In this Hadoop tutorial, we are going to offer you an end to end MapReduce job execution flow. Here we will describe every component which is part of MapReduce working in detail. This tutorial will assist you to answer how Hadoop MapReduce work, how data flows in MapReduce, how Mapreduce job is executed in Hadoop?
What is MapReduce?
Hadoop MapReduce is the data processing layer. It processes the huge amount of structured and unstructured data stored in HDFS. MapReduce handles data in parallel by splitting the job into the set of independent tasks. So, parallel processing increases speed and reliability.
Hadoop MapReduce data processing occurs in 2 phases- Map and Reduce phase.
• Map phase: It is the initial phase of data processing. In this phase, we state all the complex logic/business rules/costly code.
• Reduce phase: The second phase of processing is the Reduce Phase. In this phase, we state light-weight processing like aggregation/summation.
Steps of MapReduce Job Execution flow
MapReduce processes the data in various phases with the help of different components. Let us discuss the steps of job execution in Hadoop.
The data for MapReduce job is stored in Input Files. Input files reside in HDFS. The input file format is random. Line-based log files and binary format can also be used.
After that InputFormat defines how to divide and read these input files. It selects the files or other objects for input. InputFormat creates InputSplit.
It represents the data that will be processed by an individual Mapper. For each split, one map task is created. Therefore the number of map tasks is equal to the number of InputSplits. Framework divide split into records, which mapper process.
It communicates with the inputSplit. And then transforms the data into key-value pairs suitable for reading by the Mapper. RecordReader by default uses TextInputFormat to transform data into a key-value pair. It interrelates to the InputSplit until the completion of file reading. It allocates a byte offset to each line present in the file. Then, these key-value pairs are further sent to the mapper for added processing.
It processes input records produced by the RecordReader and generates intermediate key-value pairs. The intermediate output is entirely different from the input pair. The output of the mapper is a full group of key-value pairs. Hadoop framework does not store the output of the mapper on HDFS. Mapper doesn’t store, as data is temporary and writing on HDFS will create unnecessary multiple copies. Then Mapper passes the output to the combiner for extra processing.

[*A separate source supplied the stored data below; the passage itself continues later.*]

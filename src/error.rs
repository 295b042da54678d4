use std::io;
use std::path::PathBuf;

/// Specialized `Result` type for this crate's operations.
pub type Result<T> = std::result::Result<T, Error>;

/// Errors produced while parsing a WAVE container or decoding its payload.
#[derive(Debug, thiserror::Error)]
pub enum Error {
    /// The file could not be opened for reading.
    #[error("cannot open {}: {source}", path.display())]
    Open {
        path: PathBuf,
        #[source]
        source: io::Error,
    },
    /// The outer RIFF/WAVE header is missing, truncated or carries the wrong tags.
    #[error("malformed RIFF container: {0}")]
    MalformedContainer(&'static str),
    /// The `fmt ` chunk is too small, truncated or describes an inconsistent layout.
    #[error("malformed format chunk: {0}")]
    MalformedFormat(&'static str),
    /// No usable `data` chunk was found before the end of the stream.
    #[error("no audio payload found")]
    MissingPayload,
    /// Fewer payload bytes were available than the `data` chunk declared.
    #[error("short read: expected {expected} bytes, got {actual}")]
    ShortRead { expected: u64, actual: u64 },
    /// The sample encoding is outside the supported PCM/float set.
    #[error("unsupported encoding: format tag 0x{audio_format:04X} at {bits_per_sample} bits")]
    UnsupportedEncoding {
        audio_format: u16,
        bits_per_sample: u16,
    },
    /// Seek or read failure.
    #[error(transparent)]
    Io(#[from] io::Error),
}

/// Coarse category of an [`Error`], for callers that only branch on the failure class.
#[derive(Debug, Clone, Copy, PartialEq, Eq)]
pub enum ErrorKind {
    Open,
    Container,
    Format,
    MissingPayload,
    Io,
    Unsupported,
}

impl Error {
    /// Returns the category this error belongs to.
    pub fn kind(&self) -> ErrorKind {
        match self {
            Error::Open { .. } => ErrorKind::Open,
            Error::MalformedContainer(_) => ErrorKind::Container,
            Error::MalformedFormat(_) => ErrorKind::Format,
            Error::MissingPayload => ErrorKind::MissingPayload,
            Error::ShortRead { .. } | Error::Io(_) => ErrorKind::Io,
            Error::UnsupportedEncoding { .. } => ErrorKind::Unsupported,
        }
    }
}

Combiner is Mini-reducer that performs local aggregation on the mapper’s output. It minimizes the data transfer between mapper and reducer. So, when the combiner functionality completes, the framework passes the output to the partitioner for further processing.
Partitioner comes into existence if we are working with more than one reducer. It grabs the output of the combiner and performs partitioning.
Partitioning of output occurs based on the key in MapReduce. By hash function, the key (or a subset of the key) derives the partition.
Based on key-value in MapReduce, partitioning of each combiner output occur. And then the record having a similar key-value goes into the same partition. After that, each partition is sent to a reducer.
Partitioning in MapReduce execution permits even distribution of the map output over the reducer.
Shuffling and Sorting
After partitioning, the output is shuffled to the reduced node. The shuffling is the physical transfer of the data which is done over the network. As all the mappers complete and shuffle the output on the reducer nodes. Then the framework joins this intermediate output and sort. This is then offered as input to reduce the phase.
The reducer then takes a set of intermediate key-value pairs produced by the mappers as the input. After that runs a reducer function on each of them to generate the output. The output of the reducer is the decisive output. Then the framework stores the output on HDFS.
It writes these output key-value pairs from the Reducer phase to the output files.
OutputFormat defines the way how RecordReader writes these output key-value pairs in output files. So, its instances offered by the Hadoop write files in HDFS. Thus OutputFormat instances write the decisive output of reducer on HDFS.
Conclusion – Hadoop MapReduce Job Execution Flow Chart
We have discussed step by step MapReduce job execution flow. I hope this tutorial helps you a lot to understand MapReduce working.